とある客先常駐の一日

朝7:30分。iPhoneのアラームが鳴り響く。

スヌーズ機能のおそらく3回目か4回目あたりだろうか。

「ここまでか。。やむなし。。」

カーテンの隙間から差し込む朝日に観念しモッタリと、いやネットリと体をひねり起こす。

現場の就業開始時間は9時。

自社の面を汚すわけにはいかないので遅刻には十二分に気を付けなければならない。

フレックス、シフト勤務?プロパーにのみ与えられているらしい権利はこちら側の世界では無関係な話だ。

風呂や服の準備は前日の夜に済ませてある。

朝はギリギリまで寝ていたいためその準備には抜かりない。

起床して15分以内には出向先へと出発する。

運動不足の解消と交通費の節約を兼ねて始めたクロスバイク通勤。

片道7kmとそこそこ距離はあるが慣れればどうということはない。

朝食は秋口の新鮮な空気だ。

30分のサイクリングを経て現場に到着。

セキュリティドアの前で一つ深呼吸を入れ、感情とかセンシティブな内面のなんかその辺のスイッチをOFFにしておく。これは数多の客先常駐をこなして習得した妙技の一つであり、荒れすさんだIT業界の世界では非常に重宝すべきスキルである。

フロアに突入すると、朝当番のプロパー1人と数人の出向人が先着している、いつもの光景が見渡せる。

「おはようございます」

大きすぎず、小さすぎずを意識した絶妙なボリューム感で挨拶を交わす。

何故かいつも特定の一人にスルーされるのは恐らく先方の耳が遠いのであろう。

細かいことは気にしない。

就業開始までは少し時間があるが、隣に座る自社の先輩は既にノートPCの画面にかじりつき、バリバリ仕事を消化し始めている。

彼は仕上がっている。

我々は客先常駐組。成果報酬ではなく人月単価で報酬を受け取っている立場。

回転を上げて多くの仕事を捌いたところで給与に反映されることはなく、無駄に疲労感が残るだけなのだ。

「技術的に興味がある」とか「スキルアップ(≒転職)に繋がる」業務内容であれば自分のために頑張るという選択もある。しかし、残念ながら今回の案件は完全にハズレだ。

悪目立ちせずにそれなりに仕事をし、賢くアピールしていればOKというのが正直なところ。

とはいいつつも、特段することもないので前日の夜の内に溜まったメールチェックを行う。

業務開始後はギアを一段上げ、それなりにこなす。

「定時に帰る!」をモチベーションに。

仕様?バグ?直してくれればどっちでもいい。所詮よそ様の製品だ。

ユーザとプロパーの間で理不尽サンドイッチになりつつも、何事にも動じないメンタリズムで耐え忍ぶ。我ながら訓練された客先常駐である。

ふと珍しく自社からのメールが飛んでくる。

「事業部懇親会の案内・・・か」

業務多忙のため不参加としておこう。

普段各所に散っている自社メンバがたまに集まって酒を飲みグチを言うだけの会の意義が良くわからなくなってきた事もあり、この手の会合には最近はあまり参加していない。

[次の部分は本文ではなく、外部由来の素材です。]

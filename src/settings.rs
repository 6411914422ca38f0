// src/settings.rs
//
// Logger settings: defaults, optional TOML config file, and conversion into
// the session/serial configuration the engine consumes.

use serde::{Deserialize, Serialize};
use std::path::{Path, PathBuf};
use std::time::Duration;

use crate::datalog::{LogNaming, SessionConfig};
use crate::io::serial::{Parity, SerialConfig, DEFAULT_PORT_SIGNATURES};

const CONFIG_DIR_NAME: &str = "chronosense";
const CONFIG_FILE_NAME: &str = "config.toml";

#[derive(Debug, Serialize, Deserialize, Clone, PartialEq)]
pub struct LoggerSettings {
    /// Serial device; discovered by signature when unset
    #[serde(default)]
    pub port: Option<String>,
    #[serde(default = "default_baud_rate")]
    pub baud_rate: u32,
    #[serde(default = "default_data_bits")]
    pub data_bits: u8,
    #[serde(default = "default_stop_bits")]
    pub stop_bits: u8,
    #[serde(default)]
    pub parity: Parity,
    #[serde(default = "default_log_dir")]
    pub log_dir: PathBuf,
    #[serde(default = "default_log_prefix")]
    pub log_prefix: String,
    #[serde(default = "default_max_retries")]
    pub max_retries: u32,
    #[serde(default = "default_retry_delay_ms")]
    pub retry_delay_ms: u64,
    #[serde(default = "default_read_timeout_ms")]
    pub read_timeout_ms: u64,
    /// Case-insensitive substrings matched against port descriptions
    #[serde(default = "default_port_signatures")]
    pub port_signatures: Vec<String>,
    #[serde(default = "default_max_line_length")]
    pub max_line_length: usize,
    #[serde(default = "default_progress_every")]
    pub progress_every: u64,
}

fn default_baud_rate() -> u32 {
    115_200
}
fn default_data_bits() -> u8 {
    8
}
fn default_stop_bits() -> u8 {
    1
}
fn default_log_dir() -> PathBuf {
    PathBuf::from("logs")
}
fn default_log_prefix() -> String {
    "microbit_data".to_string()
}
fn default_max_retries() -> u32 {
    crate::datalog::session::DEFAULT_MAX_ATTEMPTS
}
fn default_retry_delay_ms() -> u64 {
    2000
}
fn default_read_timeout_ms() -> u64 {
    100
}
fn default_port_signatures() -> Vec<String> {
    DEFAULT_PORT_SIGNATURES.iter().map(|s| s.to_string()).collect()
}
fn default_max_line_length() -> usize {
    crate::io::serial::framer::DEFAULT_MAX_LINE_LENGTH
}
fn default_progress_every() -> u64 {
    crate::datalog::session::DEFAULT_PROGRESS_EVERY
}

impl Default for LoggerSettings {
    fn default() -> Self {
        Self {
            port: None,
            baud_rate: default_baud_rate(),
            data_bits: default_data_bits(),
            stop_bits: default_stop_bits(),
            parity: Parity::default(),
            log_dir: default_log_dir(),
            log_prefix: default_log_prefix(),
            max_retries: default_max_retries(),
            retry_delay_ms: default_retry_delay_ms(),
            read_timeout_ms: default_read_timeout_ms(),
            port_signatures: default_port_signatures(),
            max_line_length: default_max_line_length(),
            progress_every: default_progress_every(),
        }
    }
}

impl LoggerSettings {
    pub fn serial_config(&self) -> SerialConfig {
        SerialConfig {
            baud_rate: self.baud_rate,
            data_bits: self.data_bits,
            stop_bits: self.stop_bits,
            parity: self.parity.clone(),
            read_timeout: Duration::from_millis(self.read_timeout_ms.max(1)),
        }
    }

    pub fn session_config(&self) -> SessionConfig {
        SessionConfig {
            port: self.port.clone(),
            serial: self.serial_config(),
            naming: LogNaming::new(&self.log_dir, &self.log_prefix),
            max_attempts: self.max_retries,
            max_line_length: self.max_line_length,
            progress_every: self.progress_every,
        }
    }

    pub fn retry_delay(&self) -> Duration {
        Duration::from_millis(self.retry_delay_ms)
    }

    /// Reject values the serial driver or the engine cannot work with.
    pub fn validate(&self) -> Result<(), String> {
        if self.baud_rate == 0 {
            return Err("baud_rate must be greater than zero".to_string());
        }
        if !(5..=8).contains(&self.data_bits) {
            return Err(format!("data_bits must be 5-8, got {}", self.data_bits));
        }
        if !(1..=2).contains(&self.stop_bits) {
            return Err(format!("stop_bits must be 1 or 2, got {}", self.stop_bits));
        }
        if self.log_prefix.trim().is_empty() {
            return Err("log_prefix must not be empty".to_string());
        }
        if self.max_line_length == 0 {
            return Err("max_line_length must be greater than zero".to_string());
        }
        Ok(())
    }
}

/// `<config dir>/chronosense/config.toml`, if the platform has a config dir
pub fn default_config_path() -> Option<PathBuf> {
    dirs::config_dir().map(|dir| dir.join(CONFIG_DIR_NAME).join(CONFIG_FILE_NAME))
}

pub fn parse_settings(content: &str) -> Result<LoggerSettings, String> {
    toml::from_str(content).map_err(|e| format!("Failed to parse settings: {}", e))
}

/// Load settings from `explicit` (which must exist), else from the default
/// config path when present, else defaults.
pub fn load_settings(explicit: Option<&Path>) -> Result<LoggerSettings, String> {
    let path = match explicit {
        Some(path) => path.to_path_buf(),
        None => match default_config_path() {
            Some(path) if path.exists() => path,
            _ => return Ok(LoggerSettings::default()),
        },
    };

    let content = std::fs::read_to_string(&path)
        .map_err(|e| format!("Failed to read settings {}: {}", path.display(), e))?;

    parse_settings(&content)
}

/// Create the log directory if needed.
pub fn initialize_log_dir(settings: &LoggerSettings) -> Result<(), String> {
    std::fs::create_dir_all(&settings.log_dir).map_err(|e| {
        format!(
            "Failed to create log directory {}: {}",
            settings.log_dir.display(),
            e
        )
    })
}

新しい案件を斡旋してくれるのであれば喜んでいくが、そう都合よい人事はない。

会社行事なのでとりあえず査定には影響するらしい。

そうこうしている内に昼休みとなる。

昼休み?なにそれ?おいしいの?と言わんばかりにカタカタと働き続ける先輩を横目に私は席を離れる。

やはり彼は仕上がりすぎている。

コンビニで買ったパンとコーヒーを引っ提げ、外のベンチに座りスマホをいじりながらブレイクタイム。昼休みは午後の労働へ向けてアヘ顔をかますほど全力で脱力するのが望ましい。

休み時間をフルで消化したのを確認し持ち場へ戻る。

午後も自分のペース配分崩すことなく、目標(定時)までのスケジュールを着々とこなしていく。外的要因により不可抗力的にタスクが増えることも少なくないのだが、そのような場合はツキがなかったと諦めるしかない。

しかし実際のところ飛び込み作業がなければ定時に上がれることも多く、拘束時間という点だけみると良い現場といえる。業務内容はSEとすらいえない様なアレなものだが。

業務終了の18:00の表示を見届けると、速やかにPCをシャットダウンし

「お疲れ様でしたー」

と帰りはできる限り爽やかなトーンで挨拶をして帰る。

帰りが早ければ早いほど爽やか成分を増し増しで挨拶すると印象度が良い分、なんとなく帰りやすい。これは自己満足の域。

日が暮れてからの空気は少し冷たく、

帰りのペダルは行きよりも少し軽い。

そんな客先常駐のありがちな一日。